Major Points of the Draft Regulations
The draft regulations address five major points:
- Notice to customers. Organizations required to meet CCPA compliances must give consumers notice of personal data collection before or at the time of collection, provide details of what the data collection will be used for, offer customers the right to opt-out of the data collection, including adding a “Do Not Sell My Info” link to make opt out easier, include how the company makes money from consumer data, and other rights involving customer control over their information. It’s worth noting, too, that the draft regulation requires that communications with customers be done in easy-to-understand language.

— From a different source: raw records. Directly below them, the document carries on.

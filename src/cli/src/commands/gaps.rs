//! Gap detection command.

use anyhow::{bail, Result};
use clap::Args;
use keel_core::checkpoint::CheckpointManager;
use keel_core::config::Config;
use serde::Serialize;
use std::path::PathBuf;

use crate::input;
use crate::output::{self, OutputFormat};

#[derive(Args)]
pub struct GapsArgs {
    /// Stream identifier
    #[arg(short, long, default_value = "default")]
    stream: String,

    /// Observed sequence numbers, comma separated
    #[arg(long, value_delimiter = ',', allow_negative_numbers = true)]
    seq: Vec<i64>,

    /// File holding a JSON or YAML array of observed sequence numbers
    #[arg(long, conflicts_with = "seq")]
    seq_file: Option<PathBuf>,

    /// Stream checkpoint before the scan
    #[arg(long, default_value = "0")]
    checkpoint: i64,

    /// Highest sequence the stream should have reached
    #[arg(long)]
    expected_max: i64,
}

#[derive(Serialize)]
struct GapReport<'a> {
    stream: &'a str,
    checkpoint_before: i64,
    checkpoint_after: i64,
    missing: Vec<i64>,
}

pub fn execute(args: GapsArgs, settings: &Config, format: OutputFormat) -> Result<()> {
    if args.checkpoint < 0 {
        bail!("--checkpoint must not be negative");
    }

    let sequences: Vec<i64> = match &args.seq_file {
        Some(path) => input::read_document(path)?,
        None => args.seq.clone(),
    };

    let manager = CheckpointManager::new(settings.checkpoint.clone());
    manager.record(&args.stream, args.checkpoint);
    let missing = manager.detect_gaps(&args.stream, &sequences, args.expected_max);

    let report = GapReport {
        stream: &args.stream,
        checkpoint_before: args.checkpoint,
        checkpoint_after: manager.get_checkpoint(&args.stream),
        missing,
    };

    match format {
        OutputFormat::Table => {
            output::print_header(&format!("Gap scan: {}", report.stream));
            output::print_detail(
                "Checkpoint",
                &format!("{} -> {}", report.checkpoint_before, report.checkpoint_after),
            );
            output::print_detail("Observed", &sequences.len().to_string());

            if report.missing.is_empty() {
                output::print_success("No gaps");
            } else {
                output::print_detail("Missing", &summarize(&report.missing));
                if report.missing.len() >= settings.checkpoint.max_reported_gaps {
                    output::print_warning("Gap report truncated at max_reported_gaps");
                }
            }
        }
        _ => output::print_item(&report, format)?,
    }

    Ok(())
}

/// Collapse sorted sequences into ranges: `[3, 4, 5, 9]` -> `3-5, 9`.
fn summarize(sorted: &[i64]) -> String {
    let mut parts = Vec::new();
    let mut iter = sorted.iter().copied().peekable();

    while let Some(start) = iter.next() {
        let mut end = start;
        while let Some(next) = end.checked_add(1).filter(|next| iter.peek() == Some(next)) {
            end = next;
            iter.next();
        }
        if start == end {
            parts.push(start.to_string());
        } else {
            parts.push(format!("{start}-{end}"));
        }
    }

    parts.join(", ")
}

#[cfg(test)]
mod tests {
    use super::*;

    #[test]
    fn test_summarize_ranges() {
        assert_eq!(summarize(&[6]), "6");
        assert_eq!(summarize(&[3, 4, 5, 9, 11, 12]), "3-5, 9, 11-12");
        assert_eq!(summarize(&[]), "");
    }

    #[test]
    fn test_summarize_range_ending_at_max() {
        assert_eq!(
            summarize(&[i64::MAX - 2, i64::MAX - 1, i64::MAX]),
            format!("{}-{}", i64::MAX - 2, i64::MAX)
        );
        assert_eq!(summarize(&[i64::MAX]), i64::MAX.to_string());
    }
}
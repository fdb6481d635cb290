//! Keel CLI - run the resilience core's computations over local files.
//!
//! Provides commands for event replay, gap detection, backoff schedules,
//! quorum evaluation, breaker simulation, and configuration inspection.

mod commands;
mod input;
mod output;

use anyhow::Result;
use clap::{Parser, Subcommand};
use std::path::PathBuf;

use commands::{backoff, breaker, config, gaps, quorum, replay};
use keel_core::telemetry::{init_logging, LogFormat, LoggingConfig};
use output::OutputFormat;

/// Keel - resilience and coordination core CLI
#[derive(Parser)]
#[command(
    name = "keel",
    version,
    about = "Keel - resilience and coordination core",
    long_about = "Offline tool for replaying event batches, scanning for sequence gaps, \
                  planning retries, evaluating votes and simulating circuit breakers.",
    propagate_version = true
)]
pub struct Cli {
    /// Output format
    #[arg(short, long, global = true, default_value = "table")]
    output: OutputFormat,

    /// Configuration file (TOML, YAML or JSON)
    #[arg(short, long, global = true, env = "KEEL_CONFIG")]
    config: Option<PathBuf>,

    /// Disable colored output
    #[arg(long, global = true)]
    no_color: bool,

    /// Log core decisions to stderr
    #[arg(short, long, global = true)]
    verbose: bool,

    #[command(subcommand)]
    command: Commands,
}

#[derive(Subcommand)]
enum Commands {
    /// Replay an event batch onto a base snapshot
    Replay(replay::ReplayArgs),

    /// Detect missing sequence numbers in a stream
    Gaps(gaps::GapsArgs),

    /// Print a retry delay schedule
    Backoff(backoff::BackoffArgs),

    /// Evaluate a set of votes
    Quorum(quorum::QuorumArgs),

    /// Circuit breaker tools
    #[command(subcommand)]
    Breaker(breaker::BreakerCommands),

    /// Configuration inspection
    #[command(subcommand)]
    Config(config::ConfigCommands),
}

fn main() {
    dotenvy::dotenv().ok();
    let cli = Cli::parse();

    if cli.no_color {
        colored::control::set_override(false);
    }

    if let Err(e) = run(cli) {
        output::print_error(&format!("{:#}", e));
        std::process::exit(1);
    }
}

fn run(cli: Cli) -> Result<()> {
    if cli.verbose {
        init_logging(&LoggingConfig {
            level: "debug".to_string(),
            format: LogFormat::Compact,
            include_location: false,
            stderr: true,
            ..LoggingConfig::default()
        })?;
    }

    let settings = config::load(cli.config.as_deref())?;
    let format = cli.output;

    match cli.command {
        Commands::Replay(args) => replay::execute(args, &settings, format),
        Commands::Gaps(args) => gaps::execute(args, &settings, format),
        Commands::Backoff(args) => backoff::execute(args, &settings, format),
        Commands::Quorum(args) => quorum::execute(args, &settings, format),
        Commands::Breaker(cmd) => breaker::execute(cmd, &settings, format),
        Commands::Config(cmd) => config::execute(cmd, &settings, format),
    }
}
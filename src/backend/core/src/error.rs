//! Error handling for Keel Core.
//!
//! The resilience components never fail for input inside their documented
//! domain: stale events, duplicate keys, bad thresholds and unknown streams are
//! all normalized. `KeelError` therefore only surfaces from the ambient layer:
//!
//! - Loading and decoding configuration
//! - Decoding event, vote and snapshot documents handed in by a caller
//! - I/O performed by tooling built on top of the core
//!
//! # Usage
//!
//! ```rust,ignore
//! use keel_core::error::{ErrorContext, Result};
//!
//! fn read_batch(path: &str) -> Result<String> {
//!     std::fs::read_to_string(path).context("Failed to read event batch")
//! }
//! ```

use metrics::counter;
use serde::{Deserialize, Serialize};
use std::borrow::Cow;
use std::fmt;
use thiserror::Error;
use tracing::{error, warn};

use crate::telemetry::metrics::ERRORS_TOTAL;

// ═══════════════════════════════════════════════════════════════════════════════
// Result Type Alias
// ═══════════════════════════════════════════════════════════════════════════════

/// A specialized Result type for Keel operations.
pub type Result<T> = std::result::Result<T, KeelError>;

// ═══════════════════════════════════════════════════════════════════════════════
// Error Codes
// ═══════════════════════════════════════════════════════════════════════════════

/// Machine-readable error codes.
#[derive(Debug, Clone, Copy, PartialEq, Eq, Hash, Serialize, Deserialize)]
#[serde(rename_all = "SCREAMING_SNAKE_CASE")]
pub enum ErrorCode {
    // Input Errors (1000-1099)
    InvalidInput,
    DeserializationError,

    // Configuration Errors (5000-5099)
    ConfigurationError,
    InvalidConfiguration,

    // Environment Errors (6000-6099)
    IoError,

    // Internal Errors (9000-9099)
    InternalError,
}

impl ErrorCode {
    /// Get the numeric code for this error.
    pub const fn numeric_code(&self) -> u32 {
        match self {
            Self::InvalidInput => 1000,
            Self::DeserializationError => 1001,
            Self::ConfigurationError => 5000,
            Self::InvalidConfiguration => 5001,
            Self::IoError => 6000,
            Self::InternalError => 9000,
        }
    }

    /// Get the category this code belongs to.
    pub const fn category(&self) -> &'static str {
        match self {
            Self::InvalidInput | Self::DeserializationError => "input",
            Self::ConfigurationError | Self::InvalidConfiguration => "configuration",
            Self::IoError => "io",
            Self::InternalError => "internal",
        }
    }

    /// Whether retrying the same operation could plausibly succeed.
    pub const fn is_retryable(&self) -> bool {
        matches!(self, Self::IoError)
    }
}

impl fmt::Display for ErrorCode {
    fn fmt(&self, f: &mut fmt::Formatter<'_>) -> fmt::Result {
        write!(f, "{:?}", self)
    }
}

// ═══════════════════════════════════════════════════════════════════════════════
// Error Severity
// ═══════════════════════════════════════════════════════════════════════════════

/// Severity level for errors (affects logging).
#[derive(Debug, Clone, Copy, PartialEq, Eq, Serialize, Deserialize)]
#[serde(rename_all = "lowercase")]
pub enum ErrorSeverity {
    /// Caller errors (bad documents, bad arguments)
    Low,
    /// Operational issues (unreadable files)
    Medium,
    /// Misconfiguration that prevents startup
    High,
    /// Broken invariants inside the core
    Critical,
}

impl ErrorSeverity {
    /// Get severity based on error code.
    pub const fn from_code(code: &ErrorCode) -> Self {
        match code {
            ErrorCode::InvalidInput | ErrorCode::DeserializationError => Self::Low,
            ErrorCode::IoError => Self::Medium,
            ErrorCode::ConfigurationError | ErrorCode::InvalidConfiguration => Self::High,
            ErrorCode::InternalError => Self::Critical,
        }
    }
}

// ═══════════════════════════════════════════════════════════════════════════════
// Main Error Type
// ═══════════════════════════════════════════════════════════════════════════════

/// The main error type for Keel Core.
#[derive(Error, Debug)]
pub struct KeelError {
    /// Machine-readable error code
    code: ErrorCode,

    /// User-facing message
    message: Cow<'static, str>,

    /// Detailed internal message (for logging only)
    internal_message: Option<String>,

    /// The source error that caused this error
    #[source]
    source: Option<Box<dyn std::error::Error + Send + Sync + 'static>>,
}

impl fmt::Display for KeelError {
    fn fmt(&self, f: &mut fmt::Formatter<'_>) -> fmt::Result {
        write!(f, "[{}] {}", self.code, self.message)?;
        if let Some(ref internal) = self.internal_message {
            write!(f, " (internal: {})", internal)?;
        }
        Ok(())
    }
}

impl KeelError {
    // ─────────────────────────────────────────────────────────────────────────
    // Constructors
    // ─────────────────────────────────────────────────────────────────────────

    /// Create a new error with code and message.
    pub fn new(code: ErrorCode, message: impl Into<Cow<'static, str>>) -> Self {
        let error = Self {
            code,
            message: message.into(),
            internal_message: None,
            source: None,
        };
        error.record_metrics();
        error
    }

    /// Create an error with both user and internal messages.
    pub fn with_internal(
        code: ErrorCode,
        message: impl Into<Cow<'static, str>>,
        internal_message: impl Into<String>,
    ) -> Self {
        let mut error = Self::new(code, message);
        error.internal_message = Some(internal_message.into());
        error
    }

    /// Create an internal error.
    pub fn internal(message: impl Into<String>) -> Self {
        Self::with_internal(ErrorCode::InternalError, "An internal error occurred", message)
    }

    /// Create an invalid input error.
    pub fn invalid_input(message: impl Into<Cow<'static, str>>) -> Self {
        Self::new(ErrorCode::InvalidInput, message)
    }

    /// Create an invalid configuration error.
    pub fn invalid_config(message: impl Into<Cow<'static, str>>) -> Self {
        Self::new(ErrorCode::InvalidConfiguration, message)
    }

    // ─────────────────────────────────────────────────────────────────────────
    // Builder Methods
    // ─────────────────────────────────────────────────────────────────────────

    /// Add a source error.
    pub fn with_source<E>(mut self, source: E) -> Self
    where
        E: std::error::Error + Send + Sync + 'static,
    {
        self.source = Some(Box::new(source));
        self
    }

    /// Add internal message.
    pub fn with_internal_message(mut self, message: impl Into<String>) -> Self {
        self.internal_message = Some(message.into());
        self
    }

    // ─────────────────────────────────────────────────────────────────────────
    // Accessors
    // ─────────────────────────────────────────────────────────────────────────

    /// Get the error code.
    pub fn code(&self) -> ErrorCode {
        self.code
    }

    /// Get the user-facing message.
    pub fn message(&self) -> &str {
        &self.message
    }

    /// Get the internal message (if any).
    pub fn internal_message(&self) -> Option<&str> {
        self.internal_message.as_deref()
    }

    /// Check if this error is retryable.
    pub fn is_retryable(&self) -> bool {
        self.code.is_retryable()
    }

    /// Get the error severity.
    pub fn severity(&self) -> ErrorSeverity {
        ErrorSeverity::from_code(&self.code)
    }

    // ─────────────────────────────────────────────────────────────────────────
    // Logging
    // ─────────────────────────────────────────────────────────────────────────

    /// Log this error with appropriate severity.
    pub fn log(&self) {
        let code = self.code.to_string();
        let category = self.code.category();

        match self.severity() {
            ErrorSeverity::Critical | ErrorSeverity::High => {
                error!(
                    error_code = %code,
                    category = category,
                    message = %self.message,
                    internal_message = ?self.internal_message,
                    source = ?self.source,
                    "Keel error"
                );
            }
            ErrorSeverity::Medium => {
                warn!(
                    error_code = %code,
                    category = category,
                    message = %self.message,
                    "Keel error"
                );
            }
            ErrorSeverity::Low => {
                tracing::debug!(
                    error_code = %code,
                    category = category,
                    message = %self.message,
                    "Keel error"
                );
            }
        }
    }

    fn record_metrics(&self) {
        counter!(
            ERRORS_TOTAL,
            "code" => self.code.to_string(),
            "category" => self.code.category().to_string(),
        )
        .increment(1);
    }
}

// ═══════════════════════════════════════════════════════════════════════════════
// Error Context Extension Trait
// ═══════════════════════════════════════════════════════════════════════════════

/// Extension trait for adding context to errors.
pub trait ErrorContext<T> {
    /// Add context to an error.
    fn context(self, message: impl Into<String>) -> Result<T>;

    /// Add context with error code.
    fn with_error_code(self, code: ErrorCode) -> Result<T>;
}

impl<T, E> ErrorContext<T> for std::result::Result<T, E>
where
    E: std::error::Error + Send + Sync + 'static,
{
    fn context(self, message: impl Into<String>) -> Result<T> {
        self.map_err(|e| KeelError::internal(message.into()).with_source(e))
    }

    fn with_error_code(self, code: ErrorCode) -> Result<T> {
        self.map_err(|e| KeelError::new(code, e.to_string()).with_source(e))
    }
}

impl<T> ErrorContext<T> for Option<T> {
    fn context(self, message: impl Into<String>) -> Result<T> {
        self.ok_or_else(|| KeelError::invalid_input(message.into()))
    }

    fn with_error_code(self, code: ErrorCode) -> Result<T> {
        self.ok_or_else(|| KeelError::new(code, "Value missing"))
    }
}

// ═══════════════════════════════════════════════════════════════════════════════
// From Implementations
// ═══════════════════════════════════════════════════════════════════════════════

impl From<config::ConfigError> for KeelError {
    fn from(error: config::ConfigError) -> Self {
        let code = match &error {
            config::ConfigError::NotFound(_) | config::ConfigError::Foreign(_) => {
                ErrorCode::ConfigurationError
            }
            _ => ErrorCode::InvalidConfiguration,
        };
        KeelError::with_internal(code, "Failed to load configuration", error.to_string())
            .with_source(error)
    }
}

impl From<serde_json::Error> for KeelError {
    fn from(error: serde_json::Error) -> Self {
        KeelError::with_internal(
            ErrorCode::DeserializationError,
            "Failed to decode JSON document",
            error.to_string(),
        )
        .with_source(error)
    }
}

impl From<std::io::Error> for KeelError {
    fn from(error: std::io::Error) -> Self {
        KeelError::with_internal(ErrorCode::IoError, "I/O operation failed", error.to_string())
            .with_source(error)
    }
}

- Business practices for handling customer requests. Businesses will be required to offer at least two contact options for customers to submit right to know and right to delete requests. One option has to be a toll-free number, and if the company has an interactive website, there must be a contact option made available. Businesses can use more than two methods, like designated email addresses or snail mail for paper form requests. An important addition to this regulation is the recognition of household information. This draft regulation also revised the amount of time businesses have to respond to a request. They must confirm receipt of the request within 10 days, and they have 45 days to fulfill the request.
- Verification of requests. Businesses will be responsible for verifying the identity of the customer making the request, ensuring that the person really did have PII collected by the company.
- Special rules regarding minors. For someone 13 years of age or younger, the business must verify that it is the parent or guardian of the minor who is making the request for opting out and require signed request forms. For minors between 13 and 16 years old, they can allow the minors to opt in on the sale of their personal information.
- Non-discrimination clause. Businesses can’t discriminate against a person because they decided to exercise their right to be forgotten under CCPA. There is a loophole here that allows businesses to offer “a price or service difference if it is reasonably related to the value of the consumer’s data.”
Why Should We Care about the Draft Regulations?
The draft regulations have better defined some questions within CCPA, such as recognizing households and not just individuals within a household. They also address an important concern among both businesses and consumers in its verification of requests. As was discussed in Sosa’s session, attendees admitted they wondered how they were going to be able to tell the John Smith requesting the right to be forgotten from the 20 other John Smiths in the database, and also how they were going to prove that someone is who they say are. Without a strict verification process, especially when an individual asks to review the data on file, businesses risk sending that information to someone who is an identity thief or hacker.
Questions still linger, however. These regulations address the sale of data to third parties, but they don’t address sharing data between different organizations. There are questions of what defines a non-profit group and whether or not the information they have on file should be under CCPA compliance.
In the end, for everyone involved, CCPA is about money, Sosa said. This could be very expensive – expensive for companies who have to pay fines for non-compliance but also expensive to be compliant. “Compliance can be lengthy and complicated,” said Sosa. The draft regulations should provide a clearer process for companies to follow in order to meet these upcoming deadlines.